Un esempio emblematico di come i rom e i sinti abbiano contribuito alla lotta di Liberazione è la formazione dei "Leoni di Breda Solini", una brigata partigiana composta da sinti italiani, che operò nelle regioni centrali e settentrionali del paese, in particolare tra le province di Mantova, Modena, Reggio Emilia e Cremona. Questa brigata si formò grazie alla fuga di molti sinti dal campo di concentramento di Prignano sulla Secchia (MO), dove erano detenuti dai fascisti, subito dopo l'armistizio dell'8 settembre 1943. Nonostante l’assenza di una preparazione militare formale, i membri della brigata si distinsero per il coraggio e l'efficacia nelle azioni di sabotaggio, come la distruzione di ponti, la raccolta di armi e l’assalto ai convogli tedeschi. La loro lotta non si limitò alla semplice resistenza armata, ma fu anche un atto di sfida alle ingiustizie razziali e sociali che avevano affrontato tutta la loro vita.

I "Leoni di Breda Solini" utilizzavano un camion che, con una serie di modifiche ingegnose, diventò un veicolo per trasportare armi e munizioni, permettendo loro di compiere incursioni nei territori occupati dai nazisti. La loro abilità nel muoversi e nel restare anonimi nel territorio, ma anche nella costruzione di alleanze con i gruppi partigiani locali, li rese una forza rispettata. La figura di Giacomo "Gnugo" De Bar, uno dei leader dei Leoni, divenne simbolo della determinazione di questi uomini e della loro lotta contro l'oppressione.

Purtroppo, molti altri partigiani rom e sinti sono caduti nell’oblio. Tra loro, Giuseppe "Tarzan" Catter, ucciso dai fascisti nell’area dell'Imperiese, è uno dei nomi più significativi che ancora oggi merita di essere ricordato.
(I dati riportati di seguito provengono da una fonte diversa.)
//! On-disk job records
//!
//! Layout: `<root>/<key>/status.json`, `<root>/<key>/analysis.md`, and the
//! job's chart files next to them.

use std::path::{Path, PathBuf};

use super::{JobKey, JobRecord, JobStatus};
use crate::error::Result;

const STATUS_FILE: &str = "status.json";
const RESULT_FILE: &str = "analysis.md";

#[derive(Debug, Clone)]
pub struct JobStore {
    root: PathBuf,
}

impl JobStore {
    pub fn new(root: impl Into<PathBuf>) -> Self {
        Self { root: root.into() }
    }

    pub fn root(&self) -> &Path {
        &self.root
    }

    pub fn job_dir(&self, key: &JobKey) -> PathBuf {
        self.root.join(key.as_str())
    }

    pub fn result_path(&self, key: &JobKey) -> PathBuf {
        self.job_dir(key).join(RESULT_FILE)
    }

    /// Drop the previous run's result and charts. The status record stays
    /// until the caller replaces it.
    pub fn reset(&self, key: &JobKey) -> Result<()> {
        let dir = self.job_dir(key);
        std::fs::create_dir_all(&dir)?;

        for entry in std::fs::read_dir(&dir)? {
            let entry = entry?;
            if entry.file_name() == STATUS_FILE {
                continue;
            }
            if entry.file_type()?.is_dir() {
                std::fs::remove_dir_all(entry.path())?;
            } else {
                std::fs::remove_file(entry.path())?;
            }
        }
        Ok(())
    }

    pub fn read_status(&self, key: &JobKey) -> Result<Option<JobRecord>> {
        let path = self.job_dir(key).join(STATUS_FILE);
        match std::fs::read_to_string(&path) {
            Ok(json) => Ok(Some(serde_json::from_str(&json)?)),
            Err(e) if e.kind() == std::io::ErrorKind::NotFound => Ok(None),
            Err(e) => Err(e.into()),
        }
    }

    /// Replace the whole record: write a temporary file, then rename it over
    /// the old one
    pub fn write_status(&self, key: &JobKey, record: &JobRecord) -> Result<()> {
        let dir = self.job_dir(key);
        std::fs::create_dir_all(&dir)?;

        let tmp = dir.join(format!(".{}.{}.tmp", STATUS_FILE, uuid::Uuid::new_v4()));
        std::fs::write(&tmp, serde_json::to_string_pretty(record)?)?;
        if let Err(e) = std::fs::rename(&tmp, dir.join(STATUS_FILE)) {
            let _ = std::fs::remove_file(&tmp);
            return Err(e.into());
        }
        Ok(())
    }

    pub fn read_result(&self, key: &JobKey) -> Result<Option<String>> {
        match std::fs::read_to_string(self.result_path(key)) {
            Ok(markdown) => Ok(Some(markdown)),
            Err(e) if e.kind() == std::io::ErrorKind::NotFound => Ok(None),
            Err(e) => Err(e.into()),
        }
    }

    /// The result markdown, only when the status record says `completed`
    pub fn completed_result(&self, key: &JobKey) -> Result<Option<String>> {
        match self.read_status(key)? {
            Some(record) if record.status == JobStatus::Completed => self.read_result(key),
            _ => Ok(None),
        }
    }

    pub fn write_result(&self, key: &JobKey, markdown: &str) -> Result<()> {
        std::fs::create_dir_all(self.job_dir(key))?;
        std::fs::write(self.result_path(key), markdown)?;
        Ok(())
    }
}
Altri, come Walter "Vampa" Catter e Lino "Ercole" Festini, furono fucilati il 11 novembre 1944 a Vicenza per la loro partecipazione alle azioni di resistenza. Questi uomini, insieme a molti altri, furono decorati al valore per il loro coraggio e il loro impegno a favore della libertà e della giustizia, ma le loro storie sono state spesso ignorate dai racconti ufficiali della guerra di Liberazione.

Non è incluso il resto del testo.